▶ **Dataset extract**
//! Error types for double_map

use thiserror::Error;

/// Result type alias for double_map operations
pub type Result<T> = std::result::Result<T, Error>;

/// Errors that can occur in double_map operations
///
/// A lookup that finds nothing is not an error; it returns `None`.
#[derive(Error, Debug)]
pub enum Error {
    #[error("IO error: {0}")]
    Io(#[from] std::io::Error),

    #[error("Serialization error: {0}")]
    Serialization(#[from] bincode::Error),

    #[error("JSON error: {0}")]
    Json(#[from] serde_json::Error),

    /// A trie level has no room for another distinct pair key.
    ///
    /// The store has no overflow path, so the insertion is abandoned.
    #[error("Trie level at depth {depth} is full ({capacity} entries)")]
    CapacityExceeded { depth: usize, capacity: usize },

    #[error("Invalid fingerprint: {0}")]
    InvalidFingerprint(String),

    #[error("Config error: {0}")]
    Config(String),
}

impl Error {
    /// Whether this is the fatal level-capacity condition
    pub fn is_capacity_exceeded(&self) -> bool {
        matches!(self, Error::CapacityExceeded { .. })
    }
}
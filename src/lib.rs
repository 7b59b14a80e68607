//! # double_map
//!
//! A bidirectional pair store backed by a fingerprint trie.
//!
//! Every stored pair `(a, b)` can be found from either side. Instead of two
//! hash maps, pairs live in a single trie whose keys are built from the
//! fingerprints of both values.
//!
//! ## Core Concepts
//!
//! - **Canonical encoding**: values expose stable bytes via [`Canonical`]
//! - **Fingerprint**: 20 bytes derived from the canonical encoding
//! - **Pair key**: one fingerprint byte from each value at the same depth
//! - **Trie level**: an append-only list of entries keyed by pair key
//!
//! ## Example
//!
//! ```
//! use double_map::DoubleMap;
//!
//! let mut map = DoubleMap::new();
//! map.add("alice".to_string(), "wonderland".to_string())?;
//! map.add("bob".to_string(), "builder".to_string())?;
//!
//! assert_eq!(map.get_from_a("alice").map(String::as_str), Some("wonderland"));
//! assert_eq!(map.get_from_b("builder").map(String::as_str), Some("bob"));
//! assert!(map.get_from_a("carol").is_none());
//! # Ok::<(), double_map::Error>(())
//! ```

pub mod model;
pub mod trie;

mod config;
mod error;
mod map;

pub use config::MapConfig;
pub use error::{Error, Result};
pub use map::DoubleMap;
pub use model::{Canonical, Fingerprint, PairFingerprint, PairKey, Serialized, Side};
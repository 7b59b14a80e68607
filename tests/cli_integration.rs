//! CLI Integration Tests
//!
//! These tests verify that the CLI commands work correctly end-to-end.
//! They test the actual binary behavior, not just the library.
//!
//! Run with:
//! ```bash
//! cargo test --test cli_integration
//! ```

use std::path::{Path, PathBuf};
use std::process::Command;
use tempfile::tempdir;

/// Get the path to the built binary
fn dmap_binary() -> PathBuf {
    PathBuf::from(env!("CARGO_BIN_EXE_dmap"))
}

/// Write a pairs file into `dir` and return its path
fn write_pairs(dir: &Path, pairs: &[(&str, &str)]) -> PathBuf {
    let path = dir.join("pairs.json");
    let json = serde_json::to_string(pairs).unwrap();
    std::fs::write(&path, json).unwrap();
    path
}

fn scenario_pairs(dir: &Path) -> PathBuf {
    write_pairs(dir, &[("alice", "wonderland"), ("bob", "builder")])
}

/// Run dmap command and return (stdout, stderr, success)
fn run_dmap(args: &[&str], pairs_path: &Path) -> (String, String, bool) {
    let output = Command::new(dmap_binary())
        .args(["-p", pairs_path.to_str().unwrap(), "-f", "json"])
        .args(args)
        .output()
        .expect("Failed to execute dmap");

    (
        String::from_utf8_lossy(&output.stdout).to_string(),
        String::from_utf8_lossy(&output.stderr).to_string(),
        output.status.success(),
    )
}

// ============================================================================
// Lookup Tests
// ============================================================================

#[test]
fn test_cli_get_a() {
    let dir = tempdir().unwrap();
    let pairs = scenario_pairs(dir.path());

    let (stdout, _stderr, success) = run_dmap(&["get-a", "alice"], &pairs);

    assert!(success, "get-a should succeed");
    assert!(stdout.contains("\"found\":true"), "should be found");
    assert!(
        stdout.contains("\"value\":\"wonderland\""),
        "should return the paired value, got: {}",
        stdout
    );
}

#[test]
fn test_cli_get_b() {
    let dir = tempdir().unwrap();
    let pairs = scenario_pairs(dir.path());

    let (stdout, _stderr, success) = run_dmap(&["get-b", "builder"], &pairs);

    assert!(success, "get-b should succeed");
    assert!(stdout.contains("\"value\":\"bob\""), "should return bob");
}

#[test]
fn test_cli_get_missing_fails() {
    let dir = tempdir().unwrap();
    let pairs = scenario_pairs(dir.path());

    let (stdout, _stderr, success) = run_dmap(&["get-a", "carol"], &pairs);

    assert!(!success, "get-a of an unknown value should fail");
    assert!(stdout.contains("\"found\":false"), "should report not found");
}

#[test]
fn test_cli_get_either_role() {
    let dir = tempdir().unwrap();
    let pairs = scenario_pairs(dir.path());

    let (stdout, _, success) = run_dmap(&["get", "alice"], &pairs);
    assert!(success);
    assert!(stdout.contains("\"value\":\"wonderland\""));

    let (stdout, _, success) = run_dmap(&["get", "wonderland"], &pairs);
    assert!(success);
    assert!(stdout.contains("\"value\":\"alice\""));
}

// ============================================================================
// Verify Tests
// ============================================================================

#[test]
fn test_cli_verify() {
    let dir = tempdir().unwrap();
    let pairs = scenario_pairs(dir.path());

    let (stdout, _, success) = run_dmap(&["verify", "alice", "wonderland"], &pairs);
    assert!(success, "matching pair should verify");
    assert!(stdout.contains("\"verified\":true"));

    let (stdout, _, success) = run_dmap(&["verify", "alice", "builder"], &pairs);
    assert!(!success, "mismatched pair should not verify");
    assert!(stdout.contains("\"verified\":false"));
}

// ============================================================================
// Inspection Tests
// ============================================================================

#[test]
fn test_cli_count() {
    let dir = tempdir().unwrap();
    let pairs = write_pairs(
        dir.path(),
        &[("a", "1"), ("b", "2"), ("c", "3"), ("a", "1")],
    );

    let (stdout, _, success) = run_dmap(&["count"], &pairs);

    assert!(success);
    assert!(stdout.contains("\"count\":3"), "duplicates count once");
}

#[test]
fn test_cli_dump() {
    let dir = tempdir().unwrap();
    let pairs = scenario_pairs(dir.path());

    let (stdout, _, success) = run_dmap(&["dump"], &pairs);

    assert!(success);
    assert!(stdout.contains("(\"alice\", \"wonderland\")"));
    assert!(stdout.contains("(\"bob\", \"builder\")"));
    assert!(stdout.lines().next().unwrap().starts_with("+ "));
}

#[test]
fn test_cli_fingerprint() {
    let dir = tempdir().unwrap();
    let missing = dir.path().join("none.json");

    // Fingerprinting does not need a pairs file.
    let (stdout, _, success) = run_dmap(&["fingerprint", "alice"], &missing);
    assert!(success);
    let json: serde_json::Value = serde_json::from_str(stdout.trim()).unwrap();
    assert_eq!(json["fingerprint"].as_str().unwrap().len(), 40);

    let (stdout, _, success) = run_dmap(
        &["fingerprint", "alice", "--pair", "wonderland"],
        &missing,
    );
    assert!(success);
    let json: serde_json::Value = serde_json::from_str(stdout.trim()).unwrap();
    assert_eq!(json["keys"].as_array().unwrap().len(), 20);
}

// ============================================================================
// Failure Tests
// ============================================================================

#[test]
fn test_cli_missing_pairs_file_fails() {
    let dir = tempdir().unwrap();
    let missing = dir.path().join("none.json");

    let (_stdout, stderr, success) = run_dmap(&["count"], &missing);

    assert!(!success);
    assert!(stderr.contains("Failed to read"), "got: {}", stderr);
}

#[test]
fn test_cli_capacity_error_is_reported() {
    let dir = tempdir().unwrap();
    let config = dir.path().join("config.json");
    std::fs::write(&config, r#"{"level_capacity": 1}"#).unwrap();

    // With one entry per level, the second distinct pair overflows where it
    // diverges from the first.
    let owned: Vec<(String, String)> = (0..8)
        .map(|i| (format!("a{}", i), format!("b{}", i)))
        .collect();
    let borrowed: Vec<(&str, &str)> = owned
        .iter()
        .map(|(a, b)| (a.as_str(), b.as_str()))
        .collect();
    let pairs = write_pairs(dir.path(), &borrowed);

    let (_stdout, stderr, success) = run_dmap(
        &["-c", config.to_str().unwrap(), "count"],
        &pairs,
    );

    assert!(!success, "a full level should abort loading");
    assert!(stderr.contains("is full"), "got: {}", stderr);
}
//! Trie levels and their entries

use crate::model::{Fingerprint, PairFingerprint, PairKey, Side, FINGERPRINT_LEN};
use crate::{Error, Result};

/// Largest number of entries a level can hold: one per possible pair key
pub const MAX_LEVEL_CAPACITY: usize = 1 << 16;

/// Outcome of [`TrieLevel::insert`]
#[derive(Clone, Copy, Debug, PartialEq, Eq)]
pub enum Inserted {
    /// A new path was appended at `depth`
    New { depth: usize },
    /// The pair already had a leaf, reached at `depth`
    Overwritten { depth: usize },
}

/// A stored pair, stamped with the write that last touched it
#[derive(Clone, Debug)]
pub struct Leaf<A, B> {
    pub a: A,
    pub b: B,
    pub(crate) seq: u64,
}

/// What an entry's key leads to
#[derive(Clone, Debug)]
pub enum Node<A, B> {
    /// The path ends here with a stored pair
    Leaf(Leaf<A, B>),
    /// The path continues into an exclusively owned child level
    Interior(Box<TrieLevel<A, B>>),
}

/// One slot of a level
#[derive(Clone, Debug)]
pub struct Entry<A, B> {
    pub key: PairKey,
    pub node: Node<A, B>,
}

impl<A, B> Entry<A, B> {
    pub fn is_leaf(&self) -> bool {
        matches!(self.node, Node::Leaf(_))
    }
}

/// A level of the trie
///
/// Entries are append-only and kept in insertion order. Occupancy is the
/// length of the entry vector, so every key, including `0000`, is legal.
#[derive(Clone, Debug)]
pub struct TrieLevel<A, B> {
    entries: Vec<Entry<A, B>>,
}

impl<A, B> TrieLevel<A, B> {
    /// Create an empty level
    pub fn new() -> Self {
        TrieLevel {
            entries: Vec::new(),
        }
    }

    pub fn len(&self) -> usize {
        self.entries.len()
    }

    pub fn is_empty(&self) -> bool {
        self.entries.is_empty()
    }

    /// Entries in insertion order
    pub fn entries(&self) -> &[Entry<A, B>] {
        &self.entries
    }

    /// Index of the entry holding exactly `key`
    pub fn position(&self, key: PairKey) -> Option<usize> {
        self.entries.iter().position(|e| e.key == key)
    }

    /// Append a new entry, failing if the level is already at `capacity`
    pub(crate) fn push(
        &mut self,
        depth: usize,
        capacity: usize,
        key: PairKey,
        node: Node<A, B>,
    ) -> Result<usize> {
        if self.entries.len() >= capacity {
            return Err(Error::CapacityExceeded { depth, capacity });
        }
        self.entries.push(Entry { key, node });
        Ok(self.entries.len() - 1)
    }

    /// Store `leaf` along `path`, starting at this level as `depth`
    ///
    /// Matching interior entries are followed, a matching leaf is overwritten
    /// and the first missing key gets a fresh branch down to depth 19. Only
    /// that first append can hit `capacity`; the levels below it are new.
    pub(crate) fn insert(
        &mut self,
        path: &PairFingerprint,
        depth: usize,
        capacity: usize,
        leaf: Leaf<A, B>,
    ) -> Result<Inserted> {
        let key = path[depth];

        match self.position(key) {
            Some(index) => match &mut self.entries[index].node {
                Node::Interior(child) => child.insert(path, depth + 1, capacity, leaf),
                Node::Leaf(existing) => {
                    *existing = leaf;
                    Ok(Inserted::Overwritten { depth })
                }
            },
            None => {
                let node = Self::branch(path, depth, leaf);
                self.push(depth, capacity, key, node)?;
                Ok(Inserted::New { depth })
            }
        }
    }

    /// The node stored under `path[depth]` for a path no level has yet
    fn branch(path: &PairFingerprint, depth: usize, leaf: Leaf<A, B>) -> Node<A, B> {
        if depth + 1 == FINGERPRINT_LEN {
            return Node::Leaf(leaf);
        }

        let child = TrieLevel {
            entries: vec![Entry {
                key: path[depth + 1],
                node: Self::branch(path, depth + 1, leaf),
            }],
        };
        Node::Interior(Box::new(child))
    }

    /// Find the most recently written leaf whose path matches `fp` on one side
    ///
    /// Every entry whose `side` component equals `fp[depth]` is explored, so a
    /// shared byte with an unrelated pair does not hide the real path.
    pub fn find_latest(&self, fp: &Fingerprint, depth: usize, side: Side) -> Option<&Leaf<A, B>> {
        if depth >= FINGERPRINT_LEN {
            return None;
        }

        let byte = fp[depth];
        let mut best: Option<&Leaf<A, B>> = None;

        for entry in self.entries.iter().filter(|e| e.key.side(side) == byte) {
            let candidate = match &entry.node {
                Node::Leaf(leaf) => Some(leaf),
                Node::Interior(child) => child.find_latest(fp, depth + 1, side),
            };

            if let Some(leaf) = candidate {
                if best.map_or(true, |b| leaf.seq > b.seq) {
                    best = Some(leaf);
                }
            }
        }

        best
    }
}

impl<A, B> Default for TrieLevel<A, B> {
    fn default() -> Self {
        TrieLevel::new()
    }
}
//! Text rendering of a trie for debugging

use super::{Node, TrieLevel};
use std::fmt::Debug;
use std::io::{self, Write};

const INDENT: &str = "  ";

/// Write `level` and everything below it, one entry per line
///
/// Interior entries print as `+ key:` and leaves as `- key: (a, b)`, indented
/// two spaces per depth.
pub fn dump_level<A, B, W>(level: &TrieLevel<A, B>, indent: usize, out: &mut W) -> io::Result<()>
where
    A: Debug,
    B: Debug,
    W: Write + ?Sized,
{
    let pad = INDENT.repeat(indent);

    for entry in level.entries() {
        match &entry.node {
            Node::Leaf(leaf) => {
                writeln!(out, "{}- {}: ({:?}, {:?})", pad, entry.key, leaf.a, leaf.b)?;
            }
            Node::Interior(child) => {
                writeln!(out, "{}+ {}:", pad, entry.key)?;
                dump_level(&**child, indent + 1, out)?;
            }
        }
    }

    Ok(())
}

▶ **Exercise instructions**
Your answer consists solely of the lines from the top of the records above through the line that contains "level at depth", each echoed exactly.

▶ **Result**
//! Error types for double_map

use thiserror::Error;

/// Result type alias for double_map operations
pub type Result<T> = std::result::Result<T, Error>;

/// Errors that can occur in double_map operations
///
/// A lookup that finds nothing is not an error; it returns `None`.
#[derive(Error, Debug)]
pub enum Error {
    #[error("IO error: {0}")]
    Io(#[from] std::io::Error),

    #[error("Serialization error: {0}")]
    Serialization(#[from] bincode::Error),

    #[error("JSON error: {0}")]
    Json(#[from] serde_json::Error),

    /// A trie level has no room for another distinct pair key.
    ///
    /// The store has no overflow path, so the insertion is abandoned.
    #[error("Trie level at depth {depth} is full ({capacity} entries)")]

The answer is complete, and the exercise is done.